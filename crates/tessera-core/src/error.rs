//! Core error types.

use thiserror::Error;

/// Errors raised by the catalog and the configuration manager.
#[derive(Debug, Clone, PartialEq, Eq, Error)]
pub enum Error {
    /// Entity identity is not a positive integer.
    #[error("invalid identity {0}: must be an integer >= 1")]
    InvalidIdentity(i64),

    /// Config version is not a non-negative integer.
    #[error("invalid version {0}: must be an integer >= 0")]
    InvalidVersion(i64),

    /// Config status code is neither INACTIVE nor ACTIVE.
    #[error("invalid status {0}: expected 0 (inactive) or 1 (active)")]
    InvalidStatus(i64),

    /// An entity with this identity already exists.
    #[error("entity with identity {0} already exists")]
    DuplicateIdentity(i64),

    /// A config with this version already exists.
    #[error("config with version {0} already exists")]
    DuplicateVersion(i64),

    /// No entity with this identity exists.
    #[error("entity with identity {0} not found")]
    IdentityNotFound(i64),

    /// No config with this version exists.
    #[error("config with version {0} not found")]
    ConfigNotFound(i64),

    /// An active config is already present.
    #[error("config version {active} is already active")]
    ActiveAlreadyExists { active: i64 },

    /// The active config cannot be removed.
    #[error("cannot remove active config version {0}")]
    CannotRemoveActive(i64),

    /// A field that may not change through this operation was changed.
    #[error("field '{field}' cannot be modified by update")]
    ImmutableFieldViolation { field: &'static str },
}

/// Result alias for core operations.
pub type Result<T> = std::result::Result<T, Error>;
• • • •
◆ WORK INSTRUCTIONS
Give back the data exactly.

◆ WRITTEN RESPONSE
filename crates/tessera-core/src/error.rs
//! Core error types.

use thiserror::Error;

/// Errors raised by the catalog and the configuration manager.
#[derive(Debug, Clone, PartialEq, Eq, Error)]
pub enum Error {
    /// Entity identity is not a positive integer.
    #[error("invalid identity {0}: must be an integer >= 1")]
    InvalidIdentity(i64),

    /// Config version is not a non-negative integer.
    #[error("invalid version {0}: must be an integer >= 0")]
    InvalidVersion(i64),

    /// Config status code is neither INACTIVE nor ACTIVE.
    #[error("invalid status {0}: expected 0 (inactive) or 1 (active)")]
    InvalidStatus(i64),

    /// An entity with this identity already exists.
    #[error("entity with identity {0} already exists")]
    DuplicateIdentity(i64),

    /// A config with this version already exists.
    #[error("config with version {0} already exists")]
    DuplicateVersion(i64),

    /// No entity with this identity exists.
    #[error("entity with identity {0} not found")]
    IdentityNotFound(i64),

    /// No config with this version exists.
    #[error("config with version {0} not found")]
    ConfigNotFound(i64),

    /// An active config is already present.
    #[error("config version {active} is already active")]
    ActiveAlreadyExists { active: i64 },

    /// The active config cannot be removed.
    #[error("cannot remove active config version {0}")]
    CannotRemoveActive(i64),

    /// A field that may not change through this operation was changed.
    #[error("field '{field}' cannot be modified by update")]
    ImmutableFieldViolation { field: &'static str },
}

/// Result alias for core operations.
pub type Result<T> = std::result::Result<T, Error>;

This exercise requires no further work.